EXERCISE -
Answer with one number: the count of lines in this material that hold the word "first".
PROVIDED INFORMATION START
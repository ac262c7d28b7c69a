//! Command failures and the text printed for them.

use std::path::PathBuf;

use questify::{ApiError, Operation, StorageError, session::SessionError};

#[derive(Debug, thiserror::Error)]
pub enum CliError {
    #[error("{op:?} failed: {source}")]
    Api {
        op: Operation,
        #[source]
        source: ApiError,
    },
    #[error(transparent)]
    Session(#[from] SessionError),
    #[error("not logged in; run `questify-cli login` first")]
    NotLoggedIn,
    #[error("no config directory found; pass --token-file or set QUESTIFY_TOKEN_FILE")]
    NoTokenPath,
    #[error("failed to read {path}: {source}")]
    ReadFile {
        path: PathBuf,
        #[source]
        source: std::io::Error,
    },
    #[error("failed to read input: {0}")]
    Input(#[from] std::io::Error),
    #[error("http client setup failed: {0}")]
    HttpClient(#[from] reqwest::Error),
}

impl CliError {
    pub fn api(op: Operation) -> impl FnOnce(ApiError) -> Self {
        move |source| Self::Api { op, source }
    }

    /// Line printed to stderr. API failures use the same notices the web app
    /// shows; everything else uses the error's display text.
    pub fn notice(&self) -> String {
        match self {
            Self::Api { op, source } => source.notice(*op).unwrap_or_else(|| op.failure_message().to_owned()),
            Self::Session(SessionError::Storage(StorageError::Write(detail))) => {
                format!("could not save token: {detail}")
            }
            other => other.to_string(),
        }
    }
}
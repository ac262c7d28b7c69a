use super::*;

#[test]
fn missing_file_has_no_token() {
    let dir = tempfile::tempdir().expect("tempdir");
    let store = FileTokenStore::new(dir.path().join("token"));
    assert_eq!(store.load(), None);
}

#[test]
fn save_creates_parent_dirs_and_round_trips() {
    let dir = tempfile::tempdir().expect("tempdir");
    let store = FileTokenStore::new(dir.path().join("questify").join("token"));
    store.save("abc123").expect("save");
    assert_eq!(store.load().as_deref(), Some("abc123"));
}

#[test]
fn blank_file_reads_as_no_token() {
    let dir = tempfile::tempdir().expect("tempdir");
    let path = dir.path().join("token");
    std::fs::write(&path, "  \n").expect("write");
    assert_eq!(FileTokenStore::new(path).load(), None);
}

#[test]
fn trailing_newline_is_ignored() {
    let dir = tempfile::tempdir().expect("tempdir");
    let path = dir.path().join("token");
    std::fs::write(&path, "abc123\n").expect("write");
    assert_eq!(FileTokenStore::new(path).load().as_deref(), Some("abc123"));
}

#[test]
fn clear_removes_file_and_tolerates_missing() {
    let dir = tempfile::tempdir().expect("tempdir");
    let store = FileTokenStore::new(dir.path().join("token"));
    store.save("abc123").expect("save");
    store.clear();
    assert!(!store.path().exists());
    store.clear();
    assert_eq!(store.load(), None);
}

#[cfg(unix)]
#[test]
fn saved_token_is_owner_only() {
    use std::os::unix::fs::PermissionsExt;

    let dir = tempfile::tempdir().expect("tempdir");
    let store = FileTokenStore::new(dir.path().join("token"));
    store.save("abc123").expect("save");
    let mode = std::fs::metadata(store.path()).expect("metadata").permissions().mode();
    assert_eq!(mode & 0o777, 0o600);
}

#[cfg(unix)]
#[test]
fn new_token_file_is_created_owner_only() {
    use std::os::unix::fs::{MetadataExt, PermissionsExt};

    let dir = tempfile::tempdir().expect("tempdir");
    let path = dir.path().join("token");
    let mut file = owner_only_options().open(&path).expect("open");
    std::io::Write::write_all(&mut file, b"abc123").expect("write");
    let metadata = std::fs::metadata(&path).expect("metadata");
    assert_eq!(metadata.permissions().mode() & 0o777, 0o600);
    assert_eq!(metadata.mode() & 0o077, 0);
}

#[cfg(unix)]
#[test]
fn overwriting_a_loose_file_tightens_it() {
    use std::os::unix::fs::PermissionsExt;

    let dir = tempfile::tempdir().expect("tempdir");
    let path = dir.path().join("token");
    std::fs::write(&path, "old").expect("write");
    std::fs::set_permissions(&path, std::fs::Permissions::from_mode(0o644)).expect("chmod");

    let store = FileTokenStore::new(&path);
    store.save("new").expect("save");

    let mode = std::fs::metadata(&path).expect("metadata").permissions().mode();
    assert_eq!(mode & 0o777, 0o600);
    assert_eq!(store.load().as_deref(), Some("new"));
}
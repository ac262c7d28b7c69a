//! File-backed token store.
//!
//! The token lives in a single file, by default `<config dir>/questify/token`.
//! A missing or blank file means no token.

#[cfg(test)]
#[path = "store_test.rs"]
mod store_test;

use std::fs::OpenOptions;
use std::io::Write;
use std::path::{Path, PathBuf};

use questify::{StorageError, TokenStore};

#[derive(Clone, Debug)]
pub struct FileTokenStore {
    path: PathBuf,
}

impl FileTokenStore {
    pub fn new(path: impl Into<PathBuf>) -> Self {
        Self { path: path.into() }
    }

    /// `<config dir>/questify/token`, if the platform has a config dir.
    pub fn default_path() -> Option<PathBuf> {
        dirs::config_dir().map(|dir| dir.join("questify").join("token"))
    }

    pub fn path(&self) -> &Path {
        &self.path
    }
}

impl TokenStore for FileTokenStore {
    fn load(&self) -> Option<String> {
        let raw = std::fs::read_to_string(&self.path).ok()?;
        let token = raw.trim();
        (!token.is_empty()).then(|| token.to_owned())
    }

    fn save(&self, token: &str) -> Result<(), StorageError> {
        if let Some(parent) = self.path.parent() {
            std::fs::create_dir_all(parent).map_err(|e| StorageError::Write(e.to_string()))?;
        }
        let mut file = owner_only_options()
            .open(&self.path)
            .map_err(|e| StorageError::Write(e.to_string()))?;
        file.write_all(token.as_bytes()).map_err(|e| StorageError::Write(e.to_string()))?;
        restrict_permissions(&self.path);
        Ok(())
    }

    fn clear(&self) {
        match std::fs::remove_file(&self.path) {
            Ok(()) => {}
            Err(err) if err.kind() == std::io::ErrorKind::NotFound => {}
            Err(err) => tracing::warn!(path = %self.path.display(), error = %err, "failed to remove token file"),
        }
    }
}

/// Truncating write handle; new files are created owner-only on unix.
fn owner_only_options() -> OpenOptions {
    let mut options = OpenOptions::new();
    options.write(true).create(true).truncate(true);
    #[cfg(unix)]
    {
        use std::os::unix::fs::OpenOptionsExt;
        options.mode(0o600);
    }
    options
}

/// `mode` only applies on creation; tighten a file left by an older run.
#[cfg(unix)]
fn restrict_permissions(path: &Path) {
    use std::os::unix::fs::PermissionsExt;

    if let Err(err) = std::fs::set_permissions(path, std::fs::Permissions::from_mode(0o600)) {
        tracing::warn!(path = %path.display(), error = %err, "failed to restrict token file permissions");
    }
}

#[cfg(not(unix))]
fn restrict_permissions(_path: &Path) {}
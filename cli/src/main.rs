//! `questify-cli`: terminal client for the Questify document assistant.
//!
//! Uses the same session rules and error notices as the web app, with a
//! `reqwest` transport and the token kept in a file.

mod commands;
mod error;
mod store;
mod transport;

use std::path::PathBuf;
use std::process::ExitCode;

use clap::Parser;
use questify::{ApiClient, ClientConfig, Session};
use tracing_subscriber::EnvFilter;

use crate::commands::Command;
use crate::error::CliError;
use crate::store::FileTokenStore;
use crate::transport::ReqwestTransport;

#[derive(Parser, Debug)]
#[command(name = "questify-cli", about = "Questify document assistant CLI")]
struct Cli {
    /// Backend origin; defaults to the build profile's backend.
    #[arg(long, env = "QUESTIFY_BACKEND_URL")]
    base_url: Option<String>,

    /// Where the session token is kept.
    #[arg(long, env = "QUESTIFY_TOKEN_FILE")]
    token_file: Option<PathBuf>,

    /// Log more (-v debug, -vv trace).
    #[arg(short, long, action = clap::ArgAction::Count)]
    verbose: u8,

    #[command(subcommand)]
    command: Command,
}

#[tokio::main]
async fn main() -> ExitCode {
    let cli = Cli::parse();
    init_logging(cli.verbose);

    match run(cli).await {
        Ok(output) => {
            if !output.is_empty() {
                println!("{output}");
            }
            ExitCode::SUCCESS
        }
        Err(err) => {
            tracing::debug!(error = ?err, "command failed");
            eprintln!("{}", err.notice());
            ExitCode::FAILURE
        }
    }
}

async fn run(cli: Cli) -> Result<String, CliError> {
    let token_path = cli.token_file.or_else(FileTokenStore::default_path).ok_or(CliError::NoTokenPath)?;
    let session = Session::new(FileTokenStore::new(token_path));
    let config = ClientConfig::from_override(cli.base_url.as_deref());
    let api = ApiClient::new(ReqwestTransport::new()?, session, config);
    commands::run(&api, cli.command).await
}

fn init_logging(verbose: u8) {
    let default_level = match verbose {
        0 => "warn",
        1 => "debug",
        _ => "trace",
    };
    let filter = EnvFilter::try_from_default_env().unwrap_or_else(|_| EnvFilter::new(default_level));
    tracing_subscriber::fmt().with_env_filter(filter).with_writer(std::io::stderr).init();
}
PROVIDED INFORMATION END
PROVIDED INFORMATION START
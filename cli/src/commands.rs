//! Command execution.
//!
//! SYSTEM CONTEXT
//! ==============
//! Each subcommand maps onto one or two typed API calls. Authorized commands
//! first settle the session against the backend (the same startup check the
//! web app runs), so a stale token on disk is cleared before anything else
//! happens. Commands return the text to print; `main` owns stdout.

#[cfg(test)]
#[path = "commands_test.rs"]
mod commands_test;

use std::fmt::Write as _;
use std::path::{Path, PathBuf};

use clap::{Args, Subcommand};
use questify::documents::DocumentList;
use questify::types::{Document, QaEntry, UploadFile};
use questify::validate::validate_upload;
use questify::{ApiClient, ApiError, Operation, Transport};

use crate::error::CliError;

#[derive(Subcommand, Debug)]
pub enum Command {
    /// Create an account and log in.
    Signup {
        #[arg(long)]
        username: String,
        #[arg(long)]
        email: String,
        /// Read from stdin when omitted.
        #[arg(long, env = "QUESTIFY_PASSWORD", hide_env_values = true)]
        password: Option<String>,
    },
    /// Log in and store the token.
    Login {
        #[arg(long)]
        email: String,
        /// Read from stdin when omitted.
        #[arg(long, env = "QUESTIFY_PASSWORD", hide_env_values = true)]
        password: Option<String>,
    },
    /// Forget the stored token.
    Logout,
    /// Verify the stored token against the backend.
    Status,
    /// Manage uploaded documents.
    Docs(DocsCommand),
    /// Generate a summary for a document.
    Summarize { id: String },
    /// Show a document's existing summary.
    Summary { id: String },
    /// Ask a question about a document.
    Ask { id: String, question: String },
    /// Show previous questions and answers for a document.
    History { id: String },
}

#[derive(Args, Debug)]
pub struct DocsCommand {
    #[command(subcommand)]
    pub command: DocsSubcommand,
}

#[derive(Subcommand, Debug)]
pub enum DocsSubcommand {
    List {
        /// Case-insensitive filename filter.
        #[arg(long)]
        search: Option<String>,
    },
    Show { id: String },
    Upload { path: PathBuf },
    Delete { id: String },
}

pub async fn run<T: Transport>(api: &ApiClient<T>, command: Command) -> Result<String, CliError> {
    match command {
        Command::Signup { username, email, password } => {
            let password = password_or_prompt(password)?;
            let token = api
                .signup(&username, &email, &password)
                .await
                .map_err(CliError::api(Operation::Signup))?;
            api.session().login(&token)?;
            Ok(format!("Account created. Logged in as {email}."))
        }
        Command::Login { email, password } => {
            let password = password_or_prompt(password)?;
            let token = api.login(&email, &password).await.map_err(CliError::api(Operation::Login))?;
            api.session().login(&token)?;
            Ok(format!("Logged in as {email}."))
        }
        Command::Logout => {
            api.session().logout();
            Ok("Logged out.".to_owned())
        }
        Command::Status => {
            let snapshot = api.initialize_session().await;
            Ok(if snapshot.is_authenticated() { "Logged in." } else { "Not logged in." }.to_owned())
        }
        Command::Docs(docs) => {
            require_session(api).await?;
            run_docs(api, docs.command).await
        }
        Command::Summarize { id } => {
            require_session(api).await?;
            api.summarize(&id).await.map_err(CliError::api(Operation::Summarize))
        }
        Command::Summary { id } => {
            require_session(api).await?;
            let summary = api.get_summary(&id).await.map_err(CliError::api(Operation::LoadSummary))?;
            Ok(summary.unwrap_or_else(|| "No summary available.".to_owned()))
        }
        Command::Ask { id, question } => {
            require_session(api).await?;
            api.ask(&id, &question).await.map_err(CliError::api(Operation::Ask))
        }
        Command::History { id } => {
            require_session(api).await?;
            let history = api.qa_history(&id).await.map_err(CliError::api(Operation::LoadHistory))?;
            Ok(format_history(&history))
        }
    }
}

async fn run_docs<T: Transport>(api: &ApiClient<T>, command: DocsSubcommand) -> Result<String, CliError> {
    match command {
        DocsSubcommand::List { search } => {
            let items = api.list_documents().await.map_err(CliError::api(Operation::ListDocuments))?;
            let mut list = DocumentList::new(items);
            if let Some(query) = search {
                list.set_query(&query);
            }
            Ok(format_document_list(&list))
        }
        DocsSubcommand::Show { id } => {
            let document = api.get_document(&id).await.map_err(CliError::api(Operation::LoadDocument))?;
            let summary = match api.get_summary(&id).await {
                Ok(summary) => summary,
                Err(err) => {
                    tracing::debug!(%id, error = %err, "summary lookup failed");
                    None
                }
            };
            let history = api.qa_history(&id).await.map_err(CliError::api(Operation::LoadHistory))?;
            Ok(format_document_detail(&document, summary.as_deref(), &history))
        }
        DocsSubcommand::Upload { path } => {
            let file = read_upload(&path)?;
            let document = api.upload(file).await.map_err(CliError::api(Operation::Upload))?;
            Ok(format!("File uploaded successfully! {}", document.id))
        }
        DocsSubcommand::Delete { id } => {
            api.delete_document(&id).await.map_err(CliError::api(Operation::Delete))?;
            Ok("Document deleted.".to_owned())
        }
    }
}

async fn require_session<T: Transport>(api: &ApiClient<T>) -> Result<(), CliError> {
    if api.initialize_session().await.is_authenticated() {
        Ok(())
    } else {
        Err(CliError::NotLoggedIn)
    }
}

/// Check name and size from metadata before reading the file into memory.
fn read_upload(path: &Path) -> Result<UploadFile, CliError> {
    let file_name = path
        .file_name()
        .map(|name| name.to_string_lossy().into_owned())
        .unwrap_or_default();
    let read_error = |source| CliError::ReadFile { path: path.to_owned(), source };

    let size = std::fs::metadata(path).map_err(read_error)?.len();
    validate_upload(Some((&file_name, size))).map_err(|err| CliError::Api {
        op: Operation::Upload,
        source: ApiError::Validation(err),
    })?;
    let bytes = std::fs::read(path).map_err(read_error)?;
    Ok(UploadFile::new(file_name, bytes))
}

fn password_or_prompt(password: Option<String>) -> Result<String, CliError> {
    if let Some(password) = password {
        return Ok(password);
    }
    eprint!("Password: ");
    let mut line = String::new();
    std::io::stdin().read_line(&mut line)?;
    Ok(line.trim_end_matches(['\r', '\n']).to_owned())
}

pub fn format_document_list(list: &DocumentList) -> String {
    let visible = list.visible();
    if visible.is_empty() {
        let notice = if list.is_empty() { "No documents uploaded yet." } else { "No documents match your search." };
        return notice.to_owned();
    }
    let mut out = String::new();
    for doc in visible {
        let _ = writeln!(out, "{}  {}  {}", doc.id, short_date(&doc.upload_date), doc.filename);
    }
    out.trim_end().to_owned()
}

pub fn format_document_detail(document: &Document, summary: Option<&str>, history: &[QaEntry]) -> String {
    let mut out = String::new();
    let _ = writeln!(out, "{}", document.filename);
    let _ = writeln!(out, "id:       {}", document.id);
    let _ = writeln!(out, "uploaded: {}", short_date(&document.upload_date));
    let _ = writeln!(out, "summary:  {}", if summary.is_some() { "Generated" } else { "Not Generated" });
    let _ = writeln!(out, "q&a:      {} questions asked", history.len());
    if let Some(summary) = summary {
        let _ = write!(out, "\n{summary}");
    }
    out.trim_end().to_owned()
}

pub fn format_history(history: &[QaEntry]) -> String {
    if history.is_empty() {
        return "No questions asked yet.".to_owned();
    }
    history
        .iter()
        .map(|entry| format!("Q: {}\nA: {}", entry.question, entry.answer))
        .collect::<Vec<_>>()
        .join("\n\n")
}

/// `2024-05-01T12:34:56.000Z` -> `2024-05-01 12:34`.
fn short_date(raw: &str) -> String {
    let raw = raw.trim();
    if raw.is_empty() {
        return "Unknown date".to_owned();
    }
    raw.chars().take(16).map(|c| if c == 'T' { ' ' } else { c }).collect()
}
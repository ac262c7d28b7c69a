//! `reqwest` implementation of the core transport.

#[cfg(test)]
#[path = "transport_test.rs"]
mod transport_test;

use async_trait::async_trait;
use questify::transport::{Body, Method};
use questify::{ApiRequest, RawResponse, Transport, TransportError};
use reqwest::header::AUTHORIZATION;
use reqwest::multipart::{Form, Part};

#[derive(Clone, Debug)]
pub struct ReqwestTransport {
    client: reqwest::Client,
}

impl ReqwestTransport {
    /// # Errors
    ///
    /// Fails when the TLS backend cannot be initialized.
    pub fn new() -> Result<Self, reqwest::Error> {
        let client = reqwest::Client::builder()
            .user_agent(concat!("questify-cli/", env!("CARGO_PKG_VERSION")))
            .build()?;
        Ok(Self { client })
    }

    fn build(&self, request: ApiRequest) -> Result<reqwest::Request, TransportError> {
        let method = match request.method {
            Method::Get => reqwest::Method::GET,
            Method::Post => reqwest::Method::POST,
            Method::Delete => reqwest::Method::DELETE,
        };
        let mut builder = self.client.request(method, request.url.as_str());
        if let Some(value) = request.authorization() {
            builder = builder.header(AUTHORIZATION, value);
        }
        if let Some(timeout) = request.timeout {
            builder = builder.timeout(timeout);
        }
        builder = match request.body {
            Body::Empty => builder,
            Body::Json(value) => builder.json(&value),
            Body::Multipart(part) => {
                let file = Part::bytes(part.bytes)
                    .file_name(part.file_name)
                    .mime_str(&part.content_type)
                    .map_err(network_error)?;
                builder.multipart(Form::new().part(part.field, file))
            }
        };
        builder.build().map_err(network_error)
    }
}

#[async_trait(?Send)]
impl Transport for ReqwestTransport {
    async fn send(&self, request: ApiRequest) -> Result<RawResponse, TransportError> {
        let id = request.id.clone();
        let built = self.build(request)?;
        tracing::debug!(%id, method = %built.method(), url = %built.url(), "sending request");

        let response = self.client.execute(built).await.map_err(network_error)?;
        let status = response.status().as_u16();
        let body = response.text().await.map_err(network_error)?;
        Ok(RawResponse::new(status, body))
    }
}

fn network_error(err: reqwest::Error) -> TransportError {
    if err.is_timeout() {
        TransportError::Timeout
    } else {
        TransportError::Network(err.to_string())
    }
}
PROVIDED INFORMATION END
SOLUTION FOR THIS TASK -
2